You forgot the /sarc tag. She belongs in the can. SHe broke the law, thumbed her nose at the consequences and now it’s time to ante up. Screw her, she deserves it, although she should do the whole 3 years just for being an arrogant bitch who thought the law didn’t apply to her.
Nobody will agree with you more enthusiastically than I about top-heavy administrative staffs in gov't. organizations. I still ask you my favorite question: Compared to what?
The real often looks bad compared to the fantasy. The spouse you have isn't half so wonderful as the spouse you can imagine. But he or she is probably pretty good compared to the the other people you might actually talk into marrying you.What practical system do you propose? It's easy to find what's wrong with anything in the real world. It's not so easy to come up with a better answer that could actually happen.
We are not spoiled tyrants who can say, "This is no good; take it away and bring me something better." It's going to be up to us to come up with the something better and to make it plausible and then practical.
Forty-five days in jail? I’ll believe it when I see it!
My point being there are alternatives to "time in a jail cell". Home detention programs, with community service (of all vary types) is a better option for starters (IMO). Instead of having people waste away doing absolutely nothing in a jail cell.....(where the administrative costs of over seeing them is ridiculous).

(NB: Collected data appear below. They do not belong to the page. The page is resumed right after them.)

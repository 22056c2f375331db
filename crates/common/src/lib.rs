// # -----------------------------
// # crates/common/src/lib.rs
// # -----------------------------
pub mod error;
pub mod fs;
pub mod types;

/// Version stamped into every persisted record.
pub const SCHEMA_VERSION: u32 = 1;

/// Identifiers (team, agent, task, thread) are restricted to this
/// character class so they are always safe as file names.
pub fn valid_ident(ident: &str) -> bool {
    !ident.is_empty()
        && ident
            .bytes()
            .all(|b| b.is_ascii_alphanumeric() || matches!(b, b'.' | b'_' | b'-'))
}

/// Normalize a task resource to its stored form: forward slashes, no
/// leading `./` or `/`, no trailing `/`, no empty or `.` segments.
/// Returns `None` when the input is empty after normalization or
/// contains a `..` component.
pub fn normalize_resource(raw: &str) -> Option<String> {
    let unified = raw.replace('\\', "/");
    let mut segments = Vec::new();
    for segment in unified.split('/') {
        match segment {
            "" | "." => continue,
            ".." => return None,
            other => segments.push(other),
        }
    }
    if segments.is_empty() {
        return None;
    }
    Some(segments.join("/"))
}

/// True when `resource` covers `path`: equal, or a strict parent prefix.
/// Both sides must already be normalized.
pub fn resource_covers(resource: &str, path: &str) -> bool {
    if resource == path {
        return true;
    }
    path.strip_prefix(resource)
        .map(|rest| rest.starts_with('/'))
        .unwrap_or(false)
}

#[cfg(test)]
mod tests {
    use super::*;

    #[test]
    fn idents_reject_separators_and_empty() {
        assert!(valid_ident("worker_a"));
        assert!(valid_ident("task-0001"));
        assert!(valid_ident("v1.2_rc-3"));
        assert!(!valid_ident(""));
        assert!(!valid_ident("a/b"));
        assert!(!valid_ident("a b"));
        assert!(!valid_ident("Ω"));
    }

    #[test]
    fn resources_normalize_to_relative_slash_form() {
        assert_eq!(normalize_resource("./src/lib.rs"), Some("src/lib.rs".into()));
        assert_eq!(normalize_resource("src/"), Some("src".into()));
        assert_eq!(normalize_resource("/src"), Some("src".into()));
        assert_eq!(normalize_resource("a\\b"), Some("a/b".into()));
        assert_eq!(normalize_resource("a//b/./c"), Some("a/b/c".into()));
        assert_eq!(normalize_resource("../src"), None);
        assert_eq!(normalize_resource("a/../b"), None);
        assert_eq!(normalize_resource("."), None);
        assert_eq!(normalize_resource(""), None);
    }

    #[test]
    fn resource_prefix_matching_is_segment_wise() {
        assert!(resource_covers("src", "src"));
        assert!(resource_covers("src", "src/main.rs"));
        assert!(resource_covers("src/api", "src/api/v1/router.rs"));
        assert!(!resource_covers("src", "srcs/main.rs"));
        assert!(!resource_covers("src/main.rs", "src"));
    }
}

We have created a system / bureaucracy that simply thrives off of itself growing and growing.....and then suggests "well come up with another that isn't going to be complicated"....(a la, the argument of the Public schools from changing away from the status quo)...
The age old reality of nothing is more complex then avoiding the obvious comes to mind.....And what is clear and obvious is we have a bloated, ill-effective, constantly growing and expanding legal system that thrives simply because of its own mandated existence.
The notion that because I don't have time to write a thorough report on various avenues that would make much more sense for nonviolent criminals doesn't mean there aren't any. We have an overcrowded jail and prison system...which is made up of large numbers of nonviolent people. That is just silly and a waste of human resource.